▶ [WHAT YOU HAVE TO DO]
Reproduce only the lines of the material below that start at the line containing "if !output.is_success() || email.is_empty()" and stop at the line containing "the git email.". Keep both end lines.
------
//! # Repository Handles
//!
//! A [`RepositoryHandle`] wraps a single git working copy and exposes the
//! queries and guards the deploy workflow needs. Everything is asked of git
//! on demand; nothing is cached between calls, since a `fetch` or a commit
//! changes the answers.
//!
//! The trait is split into a few primitive queries, which an implementation
//! must provide, and the guard methods (`assert_*`, `last_tag`,
//! `is_pointing_at_tag`) which are written once on top of them. This keeps
//! the guard semantics identical between the real [`GitRepository`] and the
//! in-memory handles used in tests.
//!
//! [`GitRepository`] shells out to the system `git` binary, which
//! automatically picks up SSH keys, credential helpers and any other
//! authentication configured for the user.

use std::path::{Path, PathBuf};

use log::{debug, info};

use crate::error::{Error, Result};
use crate::process::{check, CommandLine, CommandRunner, OutputMode, SystemRunner};

/// A tag reachable from a branch.
#[derive(Debug, Clone, PartialEq, Eq)]
pub struct Tag {
    pub name: String,
    /// Commit the tag points at (peeled for annotated tags).
    pub commit: String,
    /// Committer timestamp of that commit, in seconds since the epoch.
    pub timestamp: i64,
}

/// Trait for git operations on a single working copy - allows mocking in tests
pub trait RepositoryHandle {
    /// Repository name, the last component of its path.
    fn name(&self) -> &str;

    /// URL of the `origin` remote.
    fn remote_url(&self) -> &str;

    /// Root of the working copy.
    fn path(&self) -> &Path;

    /// Updates the remote-tracking refs and tags from `origin`.
    fn fetch(&self) -> Result<()>;

    /// Name of the checked-out branch, `None` when HEAD is detached.
    fn current_branch(&self) -> Result<Option<String>>;

    /// Whether tracked files have staged or unstaged modifications.
    fn has_local_changes(&self) -> Result<bool>;

    /// Commit at the tip of the local branch.
    fn branch_tip(&self, branch: &str) -> Result<String>;

    /// Commit at the tip of `origin/<branch>`, `None` if it does not exist.
    fn remote_branch_tip(&self, branch: &str) -> Result<Option<String>>;

    /// Names of every tag in the repository, reachable or not.
    fn all_tags(&self) -> Result<Vec<String>>;

    /// Tags reachable from the branch tip, in any order.
    fn tags_merged_into(&self, branch: &str) -> Result<Vec<Tag>>;

    /// Stages everything and commits it.
    fn create_commit(&self, message: &str) -> Result<()>;

    /// Creates a lightweight tag at HEAD.
    fn create_tag(&self, name: &str) -> Result<()>;

    /// Pushes the branch and then all tags to `origin`.
    fn push(&self, branch: &str) -> Result<()>;

    fn assert_on_deploy_branch(&self, branch: &str) -> Result<()> {
        match self.current_branch()? {
            None => Err(Error::DetachedHead {
                repo: self.name().to_string(),
            }),
            Some(actual) if actual != branch => Err(Error::WrongBranch {
                repo: self.name().to_string(),
                expected: branch.to_string(),
                actual,
            }),
            Some(_) => Ok(()),
        }
    }

    fn assert_no_local_changes(&self) -> Result<()> {
        if self.has_local_changes()? {
            return Err(Error::UncommittedChanges {
                repo: self.name().to_string(),
            });
        }
        Ok(())
    }

    fn assert_branch_up_to_date(&self, branch: &str) -> Result<()> {
        let local = self.branch_tip(branch)?;
        match self.remote_branch_tip(branch)? {
            Some(remote) if remote == local => Ok(()),
            _ => Err(Error::BranchNotUpToDate {
                repo: self.name().to_string(),
                branch: branch.to_string(),
            }),
        }
    }

    /// Tags reachable from the branch, oldest commit first.
    fn list_tags_on_branch(&self, branch: &str) -> Result<Vec<Tag>> {
        if self.all_tags()?.is_empty() {
            return Err(Error::NoTags {
                repo: self.name().to_string(),
            });
        }

        let mut tags = self.tags_merged_into(branch)?;
        if tags.is_empty() {
            return Err(Error::NoTagsOnBranch {
                repo: self.name().to_string(),
                branch: branch.to_string(),
            });
        }

        // Stable, so tags on the same commit keep their listing order.
        tags.sort_by_key(|tag| tag.timestamp);
        Ok(tags)
    }

    fn last_tag(&self, branch: &str) -> Result<Tag> {
        self.list_tags_on_branch(branch)?
            .pop()
            .ok_or_else(|| Error::NoTagsOnBranch {
                repo: self.name().to_string(),
                branch: branch.to_string(),
            })
    }

    fn is_pointing_at_tag(&self, branch: &str) -> Result<bool> {
        let tip = self.branch_tip(branch)?;
        Ok(self.last_tag(branch)?.commit == tip)
    }

    /// Guard for dependency repositories, which must already be released.
    fn assert_pointing_at_tag(&self, branch: &str) -> Result<()> {
        if !self.is_pointing_at_tag(branch)? {
            return Err(Error::NotPointingAtTag {
                repo: self.name().to_string(),
            });
        }
        Ok(())
    }

    /// Guard for the repository being deployed, which must have unreleased work.
    fn assert_not_pointing_at_tag(&self, branch: &str) -> Result<()> {
        if self.is_pointing_at_tag(branch)? {
            return Err(Error::PointingAtTag {
                repo: self.name().to_string(),
            });
        }
        Ok(())
    }
}

/// Opens sibling repositories by name.
pub trait RepositoryProvider {
    fn open(&self, name: &str) -> Result<Box<dyn RepositoryHandle>>;
}

/// A working copy operated on through the `git` command line.
pub struct GitRepository<R: CommandRunner = SystemRunner> {
    path: PathBuf,
    name: String,
    remote_url: String,
    runner: R,
}

impl GitRepository<SystemRunner> {
    /// Opens the working copy at `path` using the system `git`.
    pub fn open(path: impl Into<PathBuf>) -> Result<Self> {
        Self::open_with(path, SystemRunner)
    }
}

impl<R: CommandRunner> GitRepository<R> {
    /// Opens the working copy at `path` with a custom runner.
    ///
    /// Fails unless `path` is the root of a git working copy with an
    /// `origin` remote.
    pub fn open_with(path: impl Into<PathBuf>, runner: R) -> Result<Self> {
        let path = path.into();
        let name = path
            .file_name()
            .map(|n| n.to_string_lossy().into_owned())
            .unwrap_or_else(|| path.display().to_string());

        let not_found = |message: String| Error::RepositoryNotFound {
            repo: name.clone(),
            message,
        };

        if !path.is_dir() {
            return Err(not_found(format!(
                "'{}' does not exist. Check if it exists in the src folder.",
                path.display()
            )));
        }

        let probe = CommandLine::new("git")
            .arg("-C")
            .path_arg(&path)
            .args(["rev-parse", "--is-inside-work-tree"]);
        let output = runner.execute(&probe, OutputMode::Capture)?;
        if !output.is_success() || output.stdout.trim() != "true" {
            return Err(not_found(output.stderr.trim().to_string()));
        }

        let remote = CommandLine::new("git")
            .arg("-C")
            .path_arg(&path)
            .args(["remote", "get-url", "origin"]);
        let output = runner.execute(&remote, OutputMode::Capture)?;
        if !output.is_success() {
            return Err(not_found("no 'origin' remote configured".to_string()));
        }
        let remote_url = output.stdout.trim().to_string();

        debug!("Opened repository '{}' ({})", name, remote_url);
        Ok(Self {
            path,
            name,
            remote_url,
            runner,
        })
    }

    fn git(&self) -> CommandLine {
        CommandLine::new("git").arg("-C").path_arg(&self.path)
    }

    fn run(&self, cmd: CommandLine) -> Result<String> {
        self.runner.run_captured(&cmd)
    }

    /// Runs a query where exit code 1 means "no answer".
    fn query_optional(&self, cmd: CommandLine) -> Result<Option<String>> {
        let output = self.runner.execute(&cmd, OutputMode::Capture)?;
        if output.code == Some(1) {
            return Ok(None);
        }
        let output = check(&cmd, output)?;
        Ok(Some(output.stdout.trim().to_string()))
    }
}

impl<R: CommandRunner> RepositoryHandle for GitRepository<R> {
    fn name(&self) -> &str {
        &self.name
    }

    fn remote_url(&self) -> &str {
        &self.remote_url
    }

    fn path(&self) -> &Path {
        &self.path
    }

    fn fetch(&self) -> Result<()> {
        info!("Fetching repository '{}'", self.name);
        self.run(self.git().args(["fetch", "--tags", "origin"]))?;
        Ok(())
    }

    fn current_branch(&self) -> Result<Option<String>> {
        self.query_optional(self.git().args(["symbolic-ref", "--quiet", "--short", "HEAD"]))
    }

    fn has_local_changes(&self) -> Result<bool> {
        let status = self.run(
            self.git()
                .args(["status", "--porcelain", "--untracked-files=no"]),
        )?;
        Ok(!status.trim().is_empty())
    }

    fn branch_tip(&self, branch: &str) -> Result<String> {
        let tip = self.run(
            self.git()
                .args(["rev-parse", "--verify"])
                .arg(format!("refs/heads/{}^{{commit}}", branch)),
        )?;
        Ok(tip.trim().to_string())
    }

    fn remote_branch_tip(&self, branch: &str) -> Result<Option<String>> {
        self.query_optional(
            self.git()
                .args(["rev-parse", "--verify", "--quiet"])
                .arg(format!("refs/remotes/origin/{}^{{commit}}", branch)),
        )
    }

    fn all_tags(&self) -> Result<Vec<String>> {
        let output = self.run(self.git().args(["tag", "--list"]))?;
        Ok(output
            .lines()
            .map(str::trim)
            .filter(|line| !line.is_empty())
            .map(String::from)
            .collect())
    }

    fn tags_merged_into(&self, branch: &str) -> Result<Vec<Tag>> {
        let names = self.run(
            self.git()
                .arg("for-each-ref")
                .arg(format!("--merged=refs/heads/{}", branch))
                .arg("--format=%(refname:short)")
                .arg("refs/tags"),
        )?;

        let mut tags = Vec::new();
        for name in names.lines().map(str::trim).filter(|n| !n.is_empty()) {
            let info = self.run(
                self.git()
                    .args(["log", "-1", "--format=%H %ct"])
                    .arg(format!("refs/tags/{}", name)),
            )?;
            let mut parts = info.split_whitespace();
            let (Some(commit), Some(timestamp)) = (parts.next(), parts.next()) else {
                continue;
            };
            tags.push(Tag {
                name: name.to_string(),
                commit: commit.to_string(),
                timestamp: timestamp.parse().unwrap_or_default(),
            });
        }
        Ok(tags)
    }

    fn create_commit(&self, message: &str) -> Result<()> {
        println!("    📩 Creating commit with message: {}", message);
        self.run(self.git().args(["add", "--all"]))?;
        self.run(self.git().args(["commit", "-m", message]))?;
        Ok(())
    }

    fn create_tag(&self, name: &str) -> Result<()> {
        println!("    🏷  Creating tag: {}", name);
        self.run(self.git().args(["tag", name]))?;
        Ok(())
    }

    fn push(&self, branch: &str) -> Result<()> {
        println!("    🚀 Pushing repository...");
        self.run(self.git().args(["push", "origin", branch]))?;
        self.run(self.git().args(["push", "origin", "--tags"]))?;
        Ok(())
    }
}

/// Opens repositories under the environment's `src/` directory.
pub struct WorkspaceRepositories {
    src_dir: PathBuf,
}

impl WorkspaceRepositories {
    pub fn new(src_dir: impl Into<PathBuf>) -> Self {
        Self {
            src_dir: src_dir.into(),
        }
    }
}

impl RepositoryProvider for WorkspaceRepositories {
    fn open(&self, name: &str) -> Result<Box<dyn RepositoryHandle>> {
        Ok(Box::new(GitRepository::open(self.src_dir.join(name))?))
    }
}

/// Returns `git config user.email`.
pub fn user_email(runner: &dyn CommandRunner) -> Result<String> {
    let cmd = CommandLine::new("git").args(["config", "user.email"]);
    let output = runner.execute(&cmd, OutputMode::Capture)?;
    let email = output.stdout.trim();
    if !output.is_success() || email.is_empty() {
        return Err(Error::GitEmailNotSet);
    }
    Ok(email.to_string())
}

/// Default workspace name: the local part of the git email.
pub fn default_workspace_name(runner: &dyn CommandRunner) -> Result<String> {
    let email = user_email(runner)?;
    Ok(email.split('@').next().unwrap_or(&email).to_string())
}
------
▶ [ANSWER SPACE]
    if !output.is_success() || email.is_empty() {
        return Err(Error::GitEmailNotSet);
    }
    Ok(email.to_string())
}

/// Default workspace name: the local part of the git email.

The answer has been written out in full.